From the data underneath, reproduce exactly the stretch that begins at the line with "pub const FINISH_PROXIMITY_M: f64 = 10.0;" and ends after the line with "a synced series.".

*** Supplied records ***

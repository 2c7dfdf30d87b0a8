use course::TrackSet;
use foundation::math::{distance, GeoPoint};
use foundation::time::TimeMs;

use crate::clock::AnimationClock;
use crate::status::{PlaybackStatus, StatusBus, StopReason};

/// Cap on per-frame wall-clock elapsed time, so a stalled frame cannot make
/// the clock jump.
pub const MAX_FRAME_STEP_MS: i64 = 100;

/// A track within this flat-earth distance of the finish gate ends the run.
pub const FINISH_PROXIMITY_M: f64 = 10.0;

/// Optional collaborator notified whenever the clock commits a new current
/// time (timeline slider, marker layer). Resolved once at construction.
pub trait TickObserver {
    fn on_tick(&mut self, current: TimeMs);
}

#[derive(Debug, Copy, Clone, PartialEq, Eq)]
pub enum TickOutcome {
    /// Not playing; nothing happened.
    Idle,
    /// Clock advanced; playback continues.
    Advanced,
    /// A termination condition fired; playback stopped.
    Completed(StopReason),
}

#[derive(Debug, Clone, PartialEq, Eq)]
pub enum PlaybackError {
    /// No global window: synchronization has not run.
    NoWindow,
    /// No visible track has a synced series.
    NoData,
}

impl std::fmt::Display for PlaybackError {
    fn fmt(&self, f: &mut std::fmt::Formatter<'_>) -> std::fmt::Result {
        match self {
            PlaybackError::NoWindow => write!(f, "no time window; synchronize before playing"),
            PlaybackError::NoData => write!(f, "no visible track with synced samples"),
        }
    }
}

impl std::error::Error for PlaybackError {}

/// Advances the shared clock frame-by-frame and evaluates termination
/// conditions each tick.
///
/// Single-threaded and cooperative: the caller invokes [`tick`] once per
/// animation frame, and each tick runs to completion. Any operation that
/// invalidates synced series must be followed by re-synchronization before
/// the next tick (ordering, not locking, is the correctness model).
///
/// [`tick`]: PlaybackScheduler::tick
pub struct PlaybackScheduler {
    clock: AnimationClock,
    finish_gate: Option<GeoPoint>,
    observer: Option<Box<dyn TickObserver>>,
}

impl PlaybackScheduler {
    pub fn new() -> Self {
        Self {
            clock: AnimationClock::new(),
            finish_gate: None,
            observer: None,
        }
    }

    pub fn with_observer(observer: Box<dyn TickObserver>) -> Self {
        Self {
            clock: AnimationClock::new(),
            finish_gate: None,
            observer: Some(observer),
        }
    }

    pub fn clock(&self) -> &AnimationClock {
        &self.clock
    }

    /// The synchronizer writes the window through this.
    pub fn clock_mut(&mut self) -> &mut AnimationClock {
        &mut self.clock
    }

    /// Sets (or clears) the finish-gate position checked on every tick.
    pub fn set_finish_gate(&mut self, gate: Option<GeoPoint>) {
        self.finish_gate = gate;
    }

    pub fn set_speed(&mut self, multiplier: f64) {
        self.clock.speed = multiplier;
    }

    /// Begins playback from the window start.
    ///
    /// Re-running synchronization first is the caller's responsibility and
    /// is mandatory before play; this only verifies the results exist.
    pub fn start(
        &mut self,
        tracks: &TrackSet,
        now: TimeMs,
        bus: &mut StatusBus,
    ) -> Result<(), PlaybackError> {
        let Some(window) = self.clock.window() else {
            return Err(PlaybackError::NoWindow);
        };
        let has_data = tracks.visible().any(|(_, t)| !t.synced().is_empty());
        if !has_data {
            bus.emit(now, PlaybackStatus::NoData);
            return Err(PlaybackError::NoData);
        }

        self.clock.current = Some(window.start);
        self.clock.playing = true;
        self.clock.last_tick = Some(now);
        bus.emit(now, PlaybackStatus::Started);
        Ok(())
    }

    /// One cooperative tick at wall-clock `now`.
    ///
    /// Termination conditions, in order:
    /// 1. candidate time reaches the window end (clamped to it);
    /// 2. with a finish gate: any visible track's time-nearest synced sample
    ///    lies within [`FINISH_PROXIMITY_M`] of the gate;
    /// 3. without a gate: any visible track's synced series is exhausted;
    /// 4. otherwise the candidate time is committed and playback continues.
    pub fn tick(&mut self, tracks: &TrackSet, now: TimeMs, bus: &mut StatusBus) -> TickOutcome {
        if !self.clock.playing {
            return TickOutcome::Idle;
        }
        let (Some(current), Some(end)) = (self.clock.current, self.clock.end) else {
            // Playing without a populated clock is a state bug; fail safe.
            self.clock.playing = false;
            bus.emit(now, PlaybackStatus::Stopped);
            return TickOutcome::Idle;
        };

        let last = self.clock.last_tick.unwrap_or(now);
        let raw_step = now.since(last).clamp(0, MAX_FRAME_STEP_MS);
        let elapsed = (raw_step as f64 * self.clock.speed).round() as i64;
        self.clock.last_tick = Some(now);

        let candidate = current.offset_by(elapsed);

        if candidate >= end {
            self.commit(end);
            return self.complete(now, StopReason::ReachedEndTime, bus);
        }

        if let Some(gate) = self.finish_gate {
            for (_, track) in tracks.visible() {
                let Some(idx) = track.synced_index_at(candidate) else {
                    continue;
                };
                if distance(track.synced()[idx].point, gate) < FINISH_PROXIMITY_M {
                    self.commit(candidate);
                    return self.complete(now, StopReason::ReachedFinishGate, bus);
                }
            }
        } else {
            for (_, track) in tracks.visible() {
                let Some(last_synced) = track.synced().last() else {
                    continue;
                };
                if last_synced.time <= candidate {
                    self.commit(candidate);
                    return self.complete(now, StopReason::OutOfData, bus);
                }
            }
        }

        self.commit(candidate);
        TickOutcome::Advanced
    }

    /// Idempotent stop.
    pub fn stop(&mut self, now: TimeMs, bus: &mut StatusBus) {
        if self.clock.playing {
            self.clock.playing = false;
            bus.emit(now, PlaybackStatus::Stopped);
        }
    }

    /// Stop and rewind to the window start.
    pub fn reset(&mut self, now: TimeMs, bus: &mut StatusBus) {
        self.stop(now, bus);
        if let Some(start) = self.clock.start {
            self.commit(start);
        }
        bus.emit(now, PlaybackStatus::Reset);
    }

    /// Scrub to `percent` (0..100) of the window without touching `playing`.
    pub fn seek(&mut self, percent: f64) {
        if let Some(window) = self.clock.window() {
            self.commit(window.at_fraction(percent / 100.0));
        }
    }

    fn commit(&mut self, time: TimeMs) {
        self.clock.current = Some(time);
        if let Some(observer) = self.observer.as_deref_mut() {
            observer.on_tick(time);
        }
    }

    fn complete(&mut self, now: TimeMs, reason: StopReason, bus: &mut StatusBus) -> TickOutcome {
        self.clock.playing = false;
        bus.emit(now, PlaybackStatus::Complete(reason));
        TickOutcome::Completed(reason)
    }
}

impl Default for PlaybackScheduler {
    fn default() -> Self {
        Self::new()
    }
}

#[cfg(test)]
mod tests {
    use super::{PlaybackError, PlaybackScheduler, TickOutcome};
    use crate::status::{PlaybackStatus, StatusBus, StopReason};
    use course::ingest::{track_from_records, RawSample};
    use course::{SyncedSample, TrackSet};
    use foundation::math::GeoPoint;
    use foundation::time::{TimeMs, TimeSpan};

    /// A northward track sampled every second, synced onto its own times.
    fn synced_set(n: usize) -> TrackSet {
        let records: Vec<RawSample> = (0..n)
            .map(|i| RawSample {
                time_ms: i as i64 * 1000,
                lon_deg: 0.0,
                lat_deg: i as f64 * 0.001,
                alt_m: 0.0,
            })
            .collect();
        let mut track = track_from_records("t", &records).expect("valid");
        let synced = track
            .samples()
            .iter()
            .map(|s| SyncedSample::new(s.time, s.point))
            .collect();
        track.set_synced(synced);

        let mut set = TrackSet::new();
        set.add(track);
        set
    }

    fn started(set: &TrackSet, end_ms: i64) -> (PlaybackScheduler, StatusBus) {
        let mut scheduler = PlaybackScheduler::new();
        scheduler
            .clock_mut()
            .set_window(TimeSpan::new(TimeMs(0), TimeMs(end_ms)));
        let mut bus = StatusBus::new();
        scheduler.start(set, TimeMs(0), &mut bus).expect("starts");
        (scheduler, bus)
    }

    #[test]
    fn start_requires_window_and_data() {
        let mut scheduler = PlaybackScheduler::new();
        let mut bus = StatusBus::new();
        let set = synced_set(3);
        assert_eq!(
            scheduler.start(&set, TimeMs(0), &mut bus).unwrap_err(),
            PlaybackError::NoWindow
        );

        scheduler
            .clock_mut()
            .set_window(TimeSpan::new(TimeMs(0), TimeMs(10_000)));
        let empty = TrackSet::new();
        assert_eq!(
            scheduler.start(&empty, TimeMs(0), &mut bus).unwrap_err(),
            PlaybackError::NoData
        );
        assert_eq!(bus.events().last().unwrap().status, PlaybackStatus::NoData);
    }

    #[test]
    fn hundred_ms_ticks_reach_the_end_exactly() {
        // Window of 10 s; a long track so out-of-data never fires first.
        let set = synced_set(120);
        let (mut scheduler, mut bus) = started(&set, 10_000);

        let mut completed_at = None;
        for i in 1..=101 {
            let now = TimeMs(i * 100);
            match scheduler.tick(&set, now, &mut bus) {
                TickOutcome::Advanced => {
                    assert!(scheduler.clock().current.unwrap() < TimeMs(10_000));
                }
                TickOutcome::Completed(reason) => {
                    assert_eq!(reason, StopReason::ReachedEndTime);
                    completed_at = Some(i);
                    break;
                }
                TickOutcome::Idle => panic!("scheduler went idle mid-run"),
            }
        }
        assert!(completed_at.is_some());
        assert_eq!(scheduler.clock().current, Some(TimeMs(10_000)));
        assert!(!scheduler.clock().playing);
        // Further ticks are no-ops.
        assert_eq!(
            scheduler.tick(&set, TimeMs(99_999), &mut bus),
            TickOutcome::Idle
        );
    }

    #[test]
    fn elapsed_wall_time_is_capped() {
        let set = synced_set(120);
        let (mut scheduler, mut bus) = started(&set, 60_000);
        // A 5-second stall still advances the clock by at most 100 ms.
        scheduler.tick(&set, TimeMs(5_000), &mut bus);
        assert_eq!(scheduler.clock().current, Some(TimeMs(100)));
    }

    #[test]
    fn speed_multiplier_scales_the_step() {
        let set = synced_set(120);
        let (mut scheduler, mut bus) = started(&set, 60_000);
        scheduler.set_speed(4.0);
        scheduler.tick(&set, TimeMs(100), &mut bus);
        assert_eq!(scheduler.clock().current, Some(TimeMs(400)));
    }

    #[test]
    fn finish_gate_stops_playback() {
        let set = synced_set(60);
        let (mut scheduler, mut bus) = started(&set, 59_000);
        // Gate on the sample the track reaches at t = 2 s.
        let gate = set.get(0).unwrap().samples()[2].point;
        scheduler.set_finish_gate(Some(gate));

        let mut outcome = TickOutcome::Advanced;
        let mut now = 0;
        while outcome == TickOutcome::Advanced {
            now += 100;
            outcome = scheduler.tick(&set, TimeMs(now), &mut bus);
        }
        assert_eq!(outcome, TickOutcome::Completed(StopReason::ReachedFinishGate));
        // The nearest synced sample snaps to the gate well before the window
        // end; samples a second apart sit ~110 m apart, far outside the
        // proximity radius, so only the gate sample triggers.
        assert!(scheduler.clock().current.unwrap() < TimeMs(4_000));
    }

    #[test]
    fn exhausted_series_stops_without_a_gate() {
        // 3-sample track ends at t = 2 s, window runs to 10 s.
        let set = synced_set(3);
        let (mut scheduler, mut bus) = started(&set, 10_000);

        let mut outcome = TickOutcome::Advanced;
        let mut now = 0;
        while outcome == TickOutcome::Advanced {
            now += 100;
            outcome = scheduler.tick(&set, TimeMs(now), &mut bus);
        }
        assert_eq!(outcome, TickOutcome::Completed(StopReason::OutOfData));
        assert_eq!(
            bus.events().last().unwrap().status.text(),
            "Animation complete: ran out of data"
        );
    }

    #[test]
    fn seek_positions_without_playing() {
        let mut scheduler = PlaybackScheduler::new();
        scheduler
            .clock_mut()
            .set_window(TimeSpan::new(TimeMs(0), TimeMs(20_000)));
        scheduler.seek(25.0);
        assert_eq!(scheduler.clock().current, Some(TimeMs(5_000)));
        assert!(!scheduler.clock().playing);
    }

    #[test]
    fn observer_sees_every_committed_time() {
        use std::cell::RefCell;
        use std::rc::Rc;

        struct Recorder(Rc<RefCell<Vec<TimeMs>>>);
        impl super::TickObserver for Recorder {
            fn on_tick(&mut self, current: TimeMs) {
                self.0.borrow_mut().push(current);
            }
        }

        let seen = Rc::new(RefCell::new(Vec::new()));
        let set = synced_set(120);
        let mut scheduler = PlaybackScheduler::with_observer(Box::new(Recorder(seen.clone())));
        scheduler
            .clock_mut()
            .set_window(TimeSpan::new(TimeMs(0), TimeMs(60_000)));
        let mut bus = StatusBus::new();
        scheduler.start(&set, TimeMs(0), &mut bus).expect("starts");

        scheduler.tick(&set, TimeMs(100), &mut bus);
        scheduler.tick(&set, TimeMs(200), &mut bus);
        scheduler.seek(50.0);

        assert_eq!(
            *seen.borrow(),
            vec![TimeMs(100), TimeMs(200), TimeMs(30_000)]
        );
    }

    #[test]
    fn reset_rewinds_to_start() {
        let set = synced_set(120);
        let (mut scheduler, mut bus) = started(&set, 30_000);
        scheduler.tick(&set, TimeMs(100), &mut bus);
        scheduler.reset(TimeMs(200), &mut bus);
        assert_eq!(scheduler.clock().current, Some(TimeMs(0)));
        assert!(!scheduler.clock().playing);
        // stop() inside reset() already ran; a second stop is a no-op.
        let before = bus.events().len();
        scheduler.stop(TimeMs(300), &mut bus);
        assert_eq!(bus.events().len(), before);
    }
}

***

Response:
pub const FINISH_PROXIMITY_M: f64 = 10.0;

/// Optional collaborator notified whenever the clock commits a new current
/// time (timeline slider, marker layer). Resolved once at construction.
pub trait TickObserver {
    fn on_tick(&mut self, current: TimeMs);
}

#[derive(Debug, Copy, Clone, PartialEq, Eq)]
pub enum TickOutcome {
    /// Not playing; nothing happened.
    Idle,
    /// Clock advanced; playback continues.
    Advanced,
    /// A termination condition fired; playback stopped.
    Completed(StopReason),
}

#[derive(Debug, Clone, PartialEq, Eq)]
pub enum PlaybackError {
    /// No global window: synchronization has not run.
    NoWindow,
    /// No visible track has a synced series.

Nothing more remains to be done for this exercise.